Snapping its 4-day winning spree, the rupee slipped by nine paise to close at 63.61 against the US dollar on Tuesday on fresh demand for the American currency from banks and importers on the back of a firm greenback overseas. Besides, foreign capital inflows into equity markets restricted the rupee’s loss against the dollar, forex dealers said. The rupee resumed lower at 63.58, against Monday’s level of 63.52 at the Interbank Foreign Exchange (forex) market. It hovered in a range of 63.65 and 63.55 during the day before finishing at 63.61, showing a loss of nine paise. It had gained 74 paise, or 1.16 per cent, in previous four sessions.
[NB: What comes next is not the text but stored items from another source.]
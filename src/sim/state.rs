//! Game state and core simulation types
//!
//! Two paddles and a ball on an integer grid. Everything moves one unit per
//! tick, which is what lets the collision checks in [`super::collision`] use
//! exact equality.

use std::fmt;

use glam::IVec2;
use serde::{Deserialize, Serialize};

use super::collision;
use crate::error::ConfigError;
use crate::renderer::Scene;
use crate::settings::{BallConfig, GameConfig, PaddleConfig, ScreenConfig};

/// Screen dimensions every entity is bounded by
#[derive(Debug, Clone, Copy, PartialEq, Eq, Serialize, Deserialize)]
pub struct Playfield {
    pub width: i32,
    pub height: i32,
}

impl Playfield {
    pub fn new(width: i32, height: i32) -> Self {
        Self { width, height }
    }
}

/// Which half of the screen a paddle defends
#[derive(Debug, Clone, Copy, PartialEq, Eq, Hash, Serialize, Deserialize)]
pub enum Side {
    Left,
    Right,
}

impl Side {
    pub fn as_str(&self) -> &'static str {
        match self {
            Side::Left => "left",
            Side::Right => "right",
        }
    }
}

impl fmt::Display for Side {
    fn fmt(&self, f: &mut fmt::Formatter<'_>) -> fmt::Result {
        f.write_str(self.as_str())
    }
}

/// Horizontal walls the ball bounces off
#[derive(Debug, Clone, Copy, PartialEq, Eq, Serialize, Deserialize)]
pub enum Wall {
    Top,
    Bottom,
}

/// How a paddle moved during its most recent update
#[derive(Debug, Clone, Copy, PartialEq, Eq, Serialize, Deserialize)]
pub enum PaddleMotion {
    Up,
    Down,
    Still,
}

/// Something noteworthy that happened during a tick
#[derive(Debug, Clone, Copy, PartialEq, Eq, Serialize, Deserialize)]
pub enum GameEvent {
    /// Ball left the playfield through this side and was put back at its start
    BallReset { exited: Side },
    /// Ball sat exactly on a wall and its vertical step was reversed
    WallBounce { wall: Wall },
    /// Ball struck a paddle face
    PaddleHit { side: Side, motion: PaddleMotion },
}

/// A player paddle. Only moves vertically.
#[derive(Debug, Clone, PartialEq, Eq, Serialize, Deserialize)]
pub struct Paddle {
    pub width: i32,
    pub height: i32,
    pub x: i32,
    pub y: i32,
    /// `y` before the most recent update
    pub prev_y: i32,
    field: Playfield,
}

impl Paddle {
    pub fn new(width: i32, height: i32, x: i32, y: i32, field: Playfield) -> Self {
        Self {
            width,
            height,
            x,
            y,
            prev_y: y,
            field,
        }
    }

    pub fn from_config(config: &PaddleConfig, field: Playfield) -> Self {
        Self::new(config.width, config.height, config.x, config.y, field)
    }

    /// Lowest `y` the paddle can reach
    #[inline]
    pub fn max_y(&self) -> i32 {
        self.field.height - self.height
    }

    /// Advance one tick.
    ///
    /// Up wins when both signals are held; down is only considered when the
    /// up move did not happen, either because it was not requested or the
    /// paddle already sits against the top edge. Holding both buttons does
    /// not cancel out to a standstill: an up move always covers a full row.
    pub fn update(&mut self, move_up: bool, move_down: bool) {
        self.prev_y = self.y;
        if move_up && self.y > 0 {
            self.y -= 1;
        } else if move_down && self.y < self.max_y() {
            self.y += 1;
        }
    }

    pub fn motion(&self) -> PaddleMotion {
        match self.prev_y.cmp(&self.y) {
            std::cmp::Ordering::Greater => PaddleMotion::Up,
            std::cmp::Ordering::Less => PaddleMotion::Down,
            std::cmp::Ordering::Equal => PaddleMotion::Still,
        }
    }

    pub fn pos(&self) -> IVec2 {
        IVec2::new(self.x, self.y)
    }

    /// Row of the vertical center, used by the autopilot
    pub fn center_y(&self) -> i32 {
        self.y + self.height / 2
    }
}

/// The ball
#[derive(Debug, Clone, PartialEq, Eq, Serialize, Deserialize)]
pub struct Ball {
    pub diameter: i32,
    pub x: i32,
    pub y: i32,
    pub start_x: i32,
    pub start_y: i32,
    pub going_right: bool,
    /// Vertical step applied every tick, kept within -1..=1
    pub y_offset: i32,
    field: Playfield,
}

impl Ball {
    pub fn new(diameter: i32, start_x: i32, start_y: i32, field: Playfield) -> Self {
        Self {
            diameter,
            x: start_x,
            y: start_y,
            start_x,
            start_y,
            going_right: true,
            y_offset: 0,
            field,
        }
    }

    pub fn from_config(config: &BallConfig, field: Playfield) -> Self {
        Self::new(config.diameter, config.start_x, config.start_y, field)
    }

    /// Row that triggers the bottom wall bounce
    #[inline]
    pub fn bottom_wall(&self) -> i32 {
        self.field.height - (self.diameter + 1) * 2
    }

    /// Column at or past which the ball has left through the right side
    #[inline]
    pub fn right_exit(&self) -> i32 {
        self.field.width - self.diameter
    }

    pub fn pos(&self) -> IVec2 {
        IVec2::new(self.x, self.y)
    }

    pub fn start(&self) -> IVec2 {
        IVec2::new(self.start_x, self.start_y)
    }

    /// Put the ball back at its start point. Direction and offset are kept.
    pub fn reset(&mut self) {
        self.x = self.start_x;
        self.y = self.start_y;
    }

    /// Advance one tick.
    ///
    /// Both paddles must already have been updated this tick: the paddle hit
    /// reads their `prev_y` to decide which way to nudge the offset.
    pub fn update(&mut self, left: &Paddle, right: &Paddle) -> Vec<GameEvent> {
        let mut events = Vec::new();

        self.x += if self.going_right { 1 } else { -1 };
        // Clamp keeps the ball on the wall row even if a paddle hit just
        // pointed the offset back into the wall
        self.y = (self.y + self.y_offset).clamp(0, self.bottom_wall());

        if let Some(exited) = collision::exit_side(self.x, self.right_exit()) {
            self.reset();
            events.push(GameEvent::BallReset { exited });
        }

        if let Some(wall) = collision::wall_contact(self.y, self.bottom_wall()) {
            self.y_offset = -self.y_offset;
            events.push(GameEvent::WallBounce { wall });
        }

        if collision::hits_left_paddle(self.x, self.y, left) {
            let motion = left.motion();
            self.y_offset = collision::apply_english(self.y_offset, motion);
            self.going_right = true;
            events.push(GameEvent::PaddleHit {
                side: Side::Left,
                motion,
            });
        }

        if collision::hits_right_paddle(self.x, self.y, right) {
            let motion = right.motion();
            self.y_offset = collision::apply_english(self.y_offset, motion);
            self.going_right = false;
            events.push(GameEvent::PaddleHit {
                side: Side::Right,
                motion,
            });
        }

        events
    }
}

/// Complete game state, owned by the frame driver
#[derive(Debug, Clone, PartialEq, Eq, Serialize, Deserialize)]
pub struct GameState {
    pub field: Playfield,
    pub left: Paddle,
    pub right: Paddle,
    pub ball: Ball,
    /// Simulation tick counter
    pub time_ticks: u64,
}

impl GameState {
    /// Build the entities described by a validated config
    pub fn new(config: &GameConfig) -> Result<Self, ConfigError> {
        config.validate()?;
        let field = Playfield::new(config.screen.width, config.screen.height);
        let state = Self {
            field,
            left: Paddle::from_config(&config.left_paddle, field),
            right: Paddle::from_config(&config.right_paddle, field),
            ball: Ball::from_config(&config.ball, field),
            time_ticks: 0,
        };
        log::info!(
            "New game on {}x{} screen, ball starting at {}",
            field.width,
            field.height,
            state.ball.start()
        );
        Ok(state)
    }

    /// Serialize the whole state for a later [`GameState::from_snapshot`]
    pub fn to_snapshot(&self) -> Result<String, ConfigError> {
        Ok(serde_json::to_string(self)?)
    }

    /// Restore a saved state, rejecting snapshots that break the bounds a
    /// running game keeps
    pub fn from_snapshot(json: &str) -> Result<Self, ConfigError> {
        let state: Self = serde_json::from_str(json)?;
        state.check_bounds()?;
        log::info!("Restored game at tick {}", state.time_ticks);
        Ok(state)
    }

    fn check_bounds(&self) -> Result<(), ConfigError> {
        let fields = [self.left.field, self.right.field, self.ball.field];
        if fields.iter().any(|field| *field != self.field) {
            return Err(ConfigError::InvalidSnapshot(
                "entities disagree on the screen size",
            ));
        }
        // Geometry first: the row/column checks below rely on it
        self.layout().validate()?;

        for paddle in [&self.left, &self.right] {
            if !(0..=paddle.max_y()).contains(&paddle.prev_y) {
                return Err(ConfigError::InvalidSnapshot(
                    "paddle previous row is off screen",
                ));
            }
        }

        let ball = &self.ball;
        if ball.x <= 0 || ball.x >= ball.right_exit() {
            return Err(ConfigError::InvalidSnapshot(
                "ball column is outside the playfield",
            ));
        }
        if !(0..=ball.bottom_wall()).contains(&ball.y) {
            return Err(ConfigError::InvalidSnapshot("ball row is outside the walls"));
        }
        if !(-1..=1).contains(&ball.y_offset) {
            return Err(ConfigError::InvalidSnapshot(
                "ball vertical step is larger than one",
            ));
        }
        Ok(())
    }

    /// Entity geometry as a config, with the current paddle rows as start rows
    fn layout(&self) -> GameConfig {
        let paddle = |p: &Paddle| PaddleConfig {
            width: p.width,
            height: p.height,
            x: p.x,
            y: p.y,
        };
        GameConfig {
            screen: ScreenConfig {
                width: self.field.width,
                height: self.field.height,
            },
            left_paddle: paddle(&self.left),
            right_paddle: paddle(&self.right),
            ball: BallConfig {
                diameter: self.ball.diameter,
                start_x: self.ball.start_x,
                start_y: self.ball.start_y,
            },
            ..GameConfig::default()
        }
    }

    pub fn paddle(&self, side: Side) -> &Paddle {
        match side {
            Side::Left => &self.left,
            Side::Right => &self.right,
        }
    }

    /// What the renderer should draw this frame
    pub fn scene(&self) -> Scene {
        Scene::from_state(self)
    }
}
Veracity Group Chief Executive Officer Pramit Brahmbhatt said, “Rupee slipped against the US currency on sustained month-end dollar demand from oil importers, which forced the local unit to trade weak.” The trading range for the spot dollar/rupee pair is expected to be within 63.25 and 64.00. The dollar index was trading higher by 0.82 per cent against its major global rivals on Tuesday.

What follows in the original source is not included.